─── Records supplied ───

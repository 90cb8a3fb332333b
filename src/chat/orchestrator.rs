//! Multi-turn chat over a session store.
//!
//! One call per user message:
//!
//! ```text
//! lock session → append user message → send full history
//!   → append assistant reply → unlock → return reply
//! ```

use std::sync::Arc;
use std::time::Duration;

use crate::chat::session_store::SessionStore;
use crate::llms::base_llm::{ChatMessage, CompletionClient, CompletionRequest};
use crate::utilities::errors::{ChatError, LlmError};
use crate::utilities::string_utils::{is_blank, sanitize_text};

/// Seed instruction for new sessions.
pub const DEFAULT_SYSTEM_PROMPT: &str =
    "You are a helpful AI assistant. Provide clear, concise, and helpful responses.";

/// Session used when the caller does not name one.
pub const DEFAULT_SESSION_ID: &str = "default";

/// Token bound for a chat reply.
pub const CHAT_MAX_TOKENS: u32 = 1000;

/// Sends session histories to the completion service.
#[derive(Debug, Clone)]
pub struct ChatOrchestrator {
    client: Arc<dyn CompletionClient>,
    store: Arc<dyn SessionStore>,
    call_timeout: Duration,
}

impl ChatOrchestrator {
    pub fn new(
        client: Arc<dyn CompletionClient>,
        store: Arc<dyn SessionStore>,
        call_timeout: Duration,
    ) -> Self {
        Self {
            client,
            store,
            call_timeout,
        }
    }

    pub fn store(&self) -> &Arc<dyn SessionStore> {
        &self.store
    }

    /// Send `message` in `session_id` and return the assistant's reply.
    ///
    /// The session is held for the whole exchange, so concurrent messages on
    /// one session are applied one after another. If the call fails, the
    /// user message stays in the history and no reply is appended.
    pub async fn chat(
        &self,
        session_id: &str,
        message: &str,
        model: &str,
    ) -> Result<String, ChatError> {
        let message = sanitize_text(message);
        if is_blank(&message) {
            return Err(ChatError::EmptyMessage);
        }

        let _guard = self.store.lock(session_id).await;

        self.store
            .append(session_id, ChatMessage::user(message))
            .await;
        let history = self.store.get_or_create(session_id).await;
        tracing::debug!(session_id, turns = history.len(), model, "sending chat history");

        let request = CompletionRequest::new(model, history, CHAT_MAX_TOKENS);
        let reply = match tokio::time::timeout(self.call_timeout, self.client.complete(request))
            .await
        {
            Ok(result) => result?,
            Err(_) => {
                return Err(LlmError::Timeout {
                    seconds: self.call_timeout.as_secs(),
                }
                .into())
            }
        };

        let reply = sanitize_text(&reply);
        self.store
            .append(session_id, ChatMessage::assistant(reply.clone()))
            .await;
        Ok(reply)
    }

    /// Restore `session_id` to its seed system message.
    pub async fn reset(&self, session_id: &str) {
        let _guard = self.store.lock(session_id).await;
        self.store.reset(session_id).await;
        tracing::debug!(session_id, "chat session reset");
    }
}

#[cfg(test)]
mod tests {
    use super::*;
    use crate::chat::session_store::InMemorySessionStore;
    use crate::llms::base_llm::Role;
    use crate::llms::testing::{last_user_text, ScriptedLlm};

    const MODEL: &str = "llama-3.3-70b-versatile";

    fn orchestrator(llm: Arc<ScriptedLlm>) -> ChatOrchestrator {
        let store = Arc::new(InMemorySessionStore::new(
            DEFAULT_SYSTEM_PROMPT,
            Duration::from_secs(60),
            100,
        ));
        ChatOrchestrator::new(llm, store, Duration::from_secs(5))
    }

    fn echo_llm() -> ScriptedLlm {
        ScriptedLlm::from_fn(|req| Ok(format!("echo: {}", last_user_text(req))))
    }

    #[tokio::test]
    async fn test_chat_sends_full_history() {
        let llm = Arc::new(echo_llm());
        let chat = orchestrator(llm.clone());

        assert_eq!(chat.chat("s1", "hello", MODEL).await.unwrap(), "echo: hello");
        assert_eq!(chat.chat("s1", "again", MODEL).await.unwrap(), "echo: again");

        let calls = llm.calls();
        assert_eq!(calls.len(), 2);
        let roles: Vec<Role> = calls[1].messages.iter().map(|m| m.role).collect();
        assert_eq!(
            roles,
            vec![Role::System, Role::User, Role::Assistant, Role::User]
        );
        assert_eq!(calls[1].messages[0].content, DEFAULT_SYSTEM_PROMPT);
        assert_eq!(calls[1].max_tokens, CHAT_MAX_TOKENS);

        let history = chat.store().get_or_create("s1").await;
        assert_eq!(history.len(), 5);
    }

    #[tokio::test]
    async fn test_reset_starts_fresh_context() {
        let llm = Arc::new(echo_llm());
        let chat = orchestrator(llm.clone());

        chat.chat("s1", "remember this", MODEL).await.unwrap();
        chat.reset("s1").await;

        let history = chat.store().get_or_create("s1").await;
        assert_eq!(history, vec![ChatMessage::system(DEFAULT_SYSTEM_PROMPT)]);

        chat.chat("s1", "new topic", MODEL).await.unwrap();
        let last = llm.calls().pop().unwrap();
        assert_eq!(last.messages.len(), 2);
        assert_eq!(last.messages[1].content, "new topic");
    }

    #[tokio::test]
    async fn test_failure_is_reported_and_no_reply_recorded() {
        let llm = Arc::new(ScriptedLlm::failing());
        let chat = orchestrator(llm);

        let err = chat.chat("s1", "hello", MODEL).await.unwrap_err();
        assert!(matches!(err, ChatError::Llm(LlmError::EmptyChoices)));

        let history = chat.store().get_or_create("s1").await;
        assert_eq!(history.len(), 2);
        assert_eq!(history[1], ChatMessage::user("hello"));
    }

    #[tokio::test]
    async fn test_timeout_is_reported() {
        let llm = Arc::new(ScriptedLlm::replying("late").with_delay(Duration::from_millis(200)));
        let store = Arc::new(InMemorySessionStore::new(
            DEFAULT_SYSTEM_PROMPT,
            Duration::from_secs(60),
            100,
        ));
        let chat = ChatOrchestrator::new(llm, store, Duration::from_millis(20));

        let err = chat.chat("s1", "hello", MODEL).await.unwrap_err();
        assert!(matches!(err, ChatError::Llm(LlmError::Timeout { .. })));
    }

    #[tokio::test]
    async fn test_blank_message_rejected_without_call() {
        let llm = Arc::new(echo_llm());
        let chat = orchestrator(llm.clone());

        let err = chat.chat("s1", " \u{0000} ", MODEL).await.unwrap_err();
        assert!(matches!(err, ChatError::EmptyMessage));
        assert_eq!(llm.call_count(), 0);
    }

    #[tokio::test]
    async fn test_concurrent_messages_on_one_session_do_not_interleave() {
        let llm = Arc::new(
            ScriptedLlm::from_fn(|req| Ok(format!("re: {}", last_user_text(req))))
                .with_delay(Duration::from_millis(20)),
        );
        let chat = orchestrator(llm);

        let (a, b) = tokio::join!(chat.chat("s", "one", MODEL), chat.chat("s", "two", MODEL));
        a.unwrap();
        b.unwrap();

        let history = chat.store().get_or_create("s").await;
        assert_eq!(history.len(), 5);
        // every user turn is directly followed by its own reply
        for pair in history[1..].chunks(2) {
            assert_eq!(pair[0].role, Role::User);
            assert_eq!(pair[1].content, format!("re: {}", pair[0].content));
        }
    }
}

───

What the exercise asks: Please give, as a bare number, how many lines in the listing above include the word "topic".

Answer to the problem: 2